Stored data:
-- -- --

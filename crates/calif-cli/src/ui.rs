use std::io::IsTerminal;
use std::sync::OnceLock;

use crate::cli::{ColorMode, GlobalFlags, OutputFormat, ProgressMode};

/// Terminal facts resolved once at startup.
#[derive(Clone, Copy, Debug, Default)]
pub struct UiPrefs {
    pub table_color: bool,
    pub progress: bool,
    pub term_width: Option<usize>,
    /// A person is at the keyboard: prompts and viewers make sense.
    pub interactive: bool,
}

#[derive(Clone, Copy, Debug)]
struct Terminal {
    stdout_tty: bool,
    stdin_tty: bool,
    stderr_tty: bool,
    no_color: bool,
    columns: Option<usize>,
}

impl Terminal {
    fn detect() -> Self {
        Self {
            stdout_tty: std::io::stdout().is_terminal(),
            stdin_tty: std::io::stdin().is_terminal(),
            stderr_tty: std::io::stderr().is_terminal(),
            no_color: std::env::var_os("NO_COLOR").is_some(),
            columns: std::env::var("COLUMNS")
                .ok()
                .and_then(|value| value.parse().ok()),
        }
    }
}

static UI_PREFS: OnceLock<UiPrefs> = OnceLock::new();

pub fn init(flags: &GlobalFlags) {
    let _ = UI_PREFS.set(resolve(flags, Terminal::detect()));
}

#[must_use]
pub fn prefs() -> UiPrefs {
    UI_PREFS.get().copied().unwrap_or_default()
}

fn resolve(flags: &GlobalFlags, terminal: Terminal) -> UiPrefs {
    let table = flags.format == OutputFormat::Table;
    let table_color = match flags.color {
        ColorMode::Always => table,
        ColorMode::Never => false,
        ColorMode::Auto => table && terminal.stdout_tty && !flags.quiet && !terminal.no_color,
    };

    // Bars go to stderr, but a piped stdout usually means a script is reading.
    let progress = !flags.quiet
        && match flags.progress {
            ProgressMode::On => true,
            ProgressMode::Off => false,
            ProgressMode::Auto => terminal.stdout_tty && flags.format != OutputFormat::Json,
        };

    UiPrefs {
        table_color,
        progress,
        term_width: terminal.columns.filter(|width| *width >= 40),
        interactive: terminal.stdin_tty && terminal.stderr_tty,
    }
}

#[cfg(test)]
mod tests {
    use super::*;

    fn flags(format: OutputFormat) -> GlobalFlags {
        GlobalFlags {
            format,
            quiet: false,
            verbose: false,
            color: ColorMode::Auto,
            progress: ProgressMode::Auto,
            root: None,
            grading_root: None,
        }
    }

    const TTY: Terminal = Terminal {
        stdout_tty: true,
        stdin_tty: true,
        stderr_tty: true,
        no_color: false,
        columns: Some(120),
    };

    #[test]
    fn table_on_a_terminal_gets_color_and_progress() {
        let prefs = resolve(&flags(OutputFormat::Table), TTY);
        assert!(prefs.table_color);
        assert!(prefs.progress);
        assert!(prefs.interactive);
        assert_eq!(prefs.term_width, Some(120));
    }

    #[test]
    fn json_output_stays_plain() {
        let prefs = resolve(&flags(OutputFormat::Json), TTY);
        assert!(!prefs.table_color);
        assert!(!prefs.progress);
    }

    #[test]
    fn quiet_and_no_color_win_over_auto() {
        let mut quiet = flags(OutputFormat::Table);
        quiet.quiet = true;
        quiet.progress = ProgressMode::On;
        assert!(!resolve(&quiet, TTY).progress);

        let no_color = Terminal {
            no_color: true,
            ..TTY
        };
        assert!(!resolve(&flags(OutputFormat::Table), no_color).table_color);
    }

    #[test]
    fn piped_stdin_is_not_interactive() {
        let piped = Terminal {
            stdin_tty: false,
            columns: Some(20),
            ..TTY
        };
        let prefs = resolve(&flags(OutputFormat::Table), piped);
        assert!(!prefs.interactive);
        assert_eq!(prefs.term_width, None);
    }
}
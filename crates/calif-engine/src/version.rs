//! Latest version folder and latest artifact of one student task.

use std::path::{Path, PathBuf};
use std::time::SystemTime;

use calif_core::naming::{OUTPUT_DIRNAME, is_submission_file, version_number};

use crate::fsutil;

/// The artifact chosen for one student task.
#[derive(Debug, Clone, PartialEq, Eq)]
pub struct ResolvedArtifact {
    pub version_dir: PathBuf,
    pub path: PathBuf,
    pub modified: SystemTime,
}

/// Version folder with the highest number, or `task_dir` itself when it has
/// none.
///
/// Folders without trailing digits do not count as versions. Equal numbers
/// resolve to the lexicographically last name.
#[must_use]
pub fn latest_version_dir(task_dir: &Path) -> PathBuf {
    let dirs = match fsutil::child_dirs(task_dir) {
        Ok(dirs) => dirs,
        Err(error) => {
            tracing::debug!(path = %task_dir.display(), %error, "version: cannot list task folder");
            return task_dir.to_path_buf();
        }
    };

    dirs.into_iter()
        .filter_map(|dir| {
            let number = version_number(&fsutil::file_name(&dir))?;
            Some((number, dir))
        })
        .max_by_key(|(number, _)| *number)
        .map_or_else(|| task_dir.to_path_buf(), |(_, dir)| dir)
}

/// Newest submission-type file of the latest version.
///
/// Looks at direct children of the version folder first and searches
/// recursively only when there are none. The output folder is never searched.
/// Equal modification times resolve to the lexicographically last path.
#[must_use]
pub fn latest_artifact(task_dir: &Path) -> Option<ResolvedArtifact> {
    let version_dir = latest_version_dir(task_dir);

    let direct = fsutil::child_files(&version_dir)
        .map(|files| {
            files
                .into_iter()
                .filter(|path| is_submission_file(path))
                .collect::<Vec<_>>()
        })
        .unwrap_or_default();

    let candidates = if direct.is_empty() {
        let mut nested = Vec::new();
        collect_nested(&version_dir, &mut nested);
        nested.sort();
        nested
    } else {
        direct
    };

    let (path, modified) = candidates
        .into_iter()
        .filter_map(|path| fsutil::modified(&path).map(|modified| (path, modified)))
        .max_by_key(|(_, modified)| *modified)?;

    Some(ResolvedArtifact {
        version_dir,
        path,
        modified,
    })
}

fn collect_nested(dir: &Path, out: &mut Vec<PathBuf>) {
    let Ok(dirs) = fsutil::child_dirs(dir) else {
        return;
    };
    for sub in dirs {
        if fsutil::file_name(&sub).eq_ignore_ascii_case(OUTPUT_DIRNAME) {
            continue;
        }
        if let Ok(files) = fsutil::child_files(&sub) {
            out.extend(files.into_iter().filter(|path| is_submission_file(path)));
        }
        collect_nested(&sub, out);
    }
}
use std::io::{self, BufRead, Write};

use calif_core::ReviewDecision;
use calif_engine::{DecisionSource, ReviewItem, ReviewSession};

use crate::cli::GlobalFlags;
use crate::cli::root_commands::ReviewArgs;
use crate::commands::shared::viewer::open_path;
use crate::context::{AppContext, Roots};
use crate::output::output;

/// Handle `calif review`.
pub fn handle(args: &ReviewArgs, ctx: &AppContext, flags: &GlobalFlags) -> anyhow::Result<()> {
    let layout = ctx.layout(Roots::Grading)?;
    let mode = ctx.resolve_mode(args.mode.as_deref(), &args.target.group)?;
    let workspace = layout.workspace(&args.target.group, &args.target.task);
    let session = ReviewSession::new(&workspace, mode, ctx.audio_extensions());

    let stdin = io::stdin();
    let mut prompt = ConsolePrompt::new(
        stdin.lock(),
        io::stderr(),
        ctx.config.review.open_files && !args.no_open,
    );

    let plan = session.plan()?;
    writeln!(
        prompt.out,
        "{}: {} of {} items completed ({mode})",
        workspace.display(),
        plan.completed,
        plan.total
    )?;
    if plan.total > 0
        && plan.pending.is_empty()
        && prompt.confirm("Every item is completed. Start over?")?
    {
        session.restart()?;
    }

    let outcome = session.run(&mut prompt)?;
    output(&outcome, flags.format)
}

/// Line-oriented operator prompt.
///
/// Enter or `c` completes, `s` skips, `p` pauses. Closed input pauses.
pub struct ConsolePrompt<R, W> {
    input: R,
    out: W,
    open_files: bool,
}

impl<R: BufRead, W: Write> ConsolePrompt<R, W> {
    pub const fn new(input: R, out: W, open_files: bool) -> Self {
        Self {
            input,
            out,
            open_files,
        }
    }

    /// Yes/no question; anything but yes is no.
    pub fn confirm(&mut self, question: &str) -> io::Result<bool> {
        write!(self.out, "{question} [y/N] ")?;
        self.out.flush()?;
        Ok(self
            .read_line()?
            .is_some_and(|answer| matches!(answer.as_str(), "y" | "yes" | "si" | "sí")))
    }

    fn read_line(&mut self) -> io::Result<Option<String>> {
        let mut line = String::new();
        if self.input.read_line(&mut line)? == 0 {
            return Ok(None);
        }
        Ok(Some(line.trim().to_lowercase()))
    }
}

impl<R: BufRead, W: Write> DecisionSource for ConsolePrompt<R, W> {
    fn decide(&mut self, item: &ReviewItem) -> io::Result<ReviewDecision> {
        writeln!(
            self.out,
            "\n[{}/{}] {}",
            item.number, item.total, item.file_name
        )?;
        if self.open_files {
            open_path(&item.path);
        }

        if !item.existing_feedback.is_empty() {
            writeln!(
                self.out,
                "existing feedback: {}",
                item.existing_feedback.join(", ")
            )?;
            if self.confirm("Keep it and mark this item completed?")? {
                return Ok(ReviewDecision::Complete);
            }
        }

        loop {
            write!(self.out, "[Enter] completed  [s] skip  [p] pause > ")?;
            self.out.flush()?;
            let Some(answer) = self.read_line()? else {
                writeln!(self.out)?;
                return Ok(ReviewDecision::Pause);
            };
            match parse_decision(&answer) {
                Some(decision) => return Ok(decision),
                None => writeln!(self.out, "unrecognised answer '{answer}'")?,
            }
        }
    }
}

fn parse_decision(answer: &str) -> Option<ReviewDecision> {
    match answer {
        "" | "c" | "ok" => Some(ReviewDecision::Complete),
        "s" | "skip" => Some(ReviewDecision::Skip),
        "p" | "pause" | "q" => Some(ReviewDecision::Pause),
        _ => None,
    }
}

#[cfg(test)]
mod tests {
    use std::io::Cursor;
    use std::path::PathBuf;

    use pretty_assertions::assert_eq;

    use super::*;

    fn item(existing_feedback: Vec<String>) -> ReviewItem {
        ReviewItem {
            file_name: "Lab_Equipo_1.pdf".to_string(),
            path: PathBuf::from("/cal/G/1. Lab/Lab_Equipo_1.pdf"),
            number: 4,
            total: 10,
            existing_feedback,
        }
    }

    fn decide(input: &str, item: &ReviewItem) -> (ReviewDecision, String) {
        let mut out = Vec::new();
        let decision = ConsolePrompt::new(Cursor::new(input.as_bytes()), &mut out, false)
            .decide(item)
            .expect("decision");
        (decision, String::from_utf8(out).expect("utf8"))
    }

    #[test]
    fn enter_completes_and_shows_position() {
        let (decision, out) = decide("\n", &item(Vec::new()));
        assert_eq!(decision, ReviewDecision::Complete);
        assert!(out.contains("[4/10] Lab_Equipo_1.pdf"));
    }

    #[test]
    fn unknown_answer_asks_again() {
        let (decision, out) = decide("x\nS\n", &item(Vec::new()));
        assert_eq!(decision, ReviewDecision::Skip);
        assert!(out.contains("unrecognised answer 'x'"));
    }

    #[test]
    fn closed_input_pauses() {
        let (decision, _) = decide("", &item(Vec::new()));
        assert_eq!(decision, ReviewDecision::Pause);
    }

    #[test]
    fn existing_feedback_can_be_kept() {
        let (decision, out) = decide("y\n", &item(vec!["Cal_Lab_Equipo_1.mp3".to_string()]));
        assert_eq!(decision, ReviewDecision::Complete);
        assert!(out.contains("Cal_Lab_Equipo_1.mp3"));

        let (decision, _) = decide("n\np\n", &item(vec!["Cal_Lab_Equipo_1.mp3".to_string()]));
        assert_eq!(decision, ReviewDecision::Pause);
    }
}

-- -- --

-- Task goal --
How many lines of the entries contain "Result"? Answer with a number alone.

-- Output for this exercise --
4